DESCRIPTION OF THE TASK:
Collect every line in the records below that contains the word "long".

Start of Block

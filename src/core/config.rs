use std::path::PathBuf;

use clap::Parser;

use crate::errors::RelayError;

/// Command-line surface of the relay. Every flag can also come from the environment.
#[derive(Debug, Clone, Parser)]
#[command(name = "jobrelay", about = "Mirror job postings from one Slack channel into another")]
pub struct Cli {
    /// Bot token for Slack Web API calls
    #[arg(long, env = "SLACK_BOT_TOKEN", hide_env_values = true)]
    pub token: String,

    /// App-level token for the Socket Mode event stream
    #[arg(long, env = "SLACK_APP_TOKEN", hide_env_values = true)]
    pub app_token: String,

    /// Name of channel where to look for messages
    #[arg(long, env = "RELAY_FROM_CHANNEL")]
    pub from: String,

    /// Name of channel where to post messages
    #[arg(long, env = "RELAY_TO_CHANNEL")]
    pub to: String,

    /// User name of the relay itself
    #[arg(long, env = "RELAY_AGENT_USER")]
    pub user: String,

    /// Path of the dedup database
    #[arg(long, env = "RELAY_DB_PATH", default_value = "repost.db")]
    pub db: PathBuf,

    /// JSON file overriding the default classification rules
    #[arg(long, env = "RELAY_RULES_FILE")]
    pub rules: Option<PathBuf>,

    /// Enable debug logging
    #[arg(long, env = "RELAY_DEBUG")]
    pub debug: bool,

    /// Emit JSON log lines
    #[arg(long, env = "RELAY_LOG_JSON")]
    pub log_json: bool,
}

#[derive(Debug, Clone)]
pub struct AppConfig {
    pub slack_bot_token: String,
    pub slack_app_token: String,
    pub source_channel: String,
    pub destination_channel: String,
    pub agent_user: String,
    pub db_path: PathBuf,
    pub rules_path: Option<PathBuf>,
    pub debug: bool,
    pub log_json: bool,
}

fn required(flag: &str, value: String) -> Result<String, RelayError> {
    let trimmed = value.trim();
    if trimmed.is_empty() {
        return Err(RelayError::Config(format!("--{flag} must not be empty")));
    }
    Ok(trimmed.to_string())
}

impl AppConfig {
    /// # Errors
    ///
    /// Returns `RelayError::Config` naming the first required flag that is blank.
    pub fn from_cli(cli: Cli) -> Result<Self, RelayError> {
        Ok(Self {
            slack_bot_token: required("token", cli.token)?,
            slack_app_token: required("app-token", cli.app_token)?,
            source_channel: required("from", cli.from)?,
            destination_channel: required("to", cli.to)?,
            agent_user: required("user", cli.user)?,
            db_path: cli.db,
            rules_path: cli.rules,
            debug: cli.debug,
            log_json: cli.log_json,
        })
    }
}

End of Block

SOLVED PROBLEM:
    #[arg(long, env = "SLACK_BOT_TOKEN", hide_env_values = true)]
    #[arg(long, env = "SLACK_APP_TOKEN", hide_env_values = true)]
    #[arg(long, env = "RELAY_FROM_CHANNEL")]
    #[arg(long, env = "RELAY_TO_CHANNEL")]
    #[arg(long, env = "RELAY_AGENT_USER")]
    #[arg(long, env = "RELAY_DB_PATH", default_value = "repost.db")]
    #[arg(long, env = "RELAY_RULES_FILE")]
    #[arg(long, env = "RELAY_DEBUG")]
    #[arg(long, env = "RELAY_LOG_JSON")]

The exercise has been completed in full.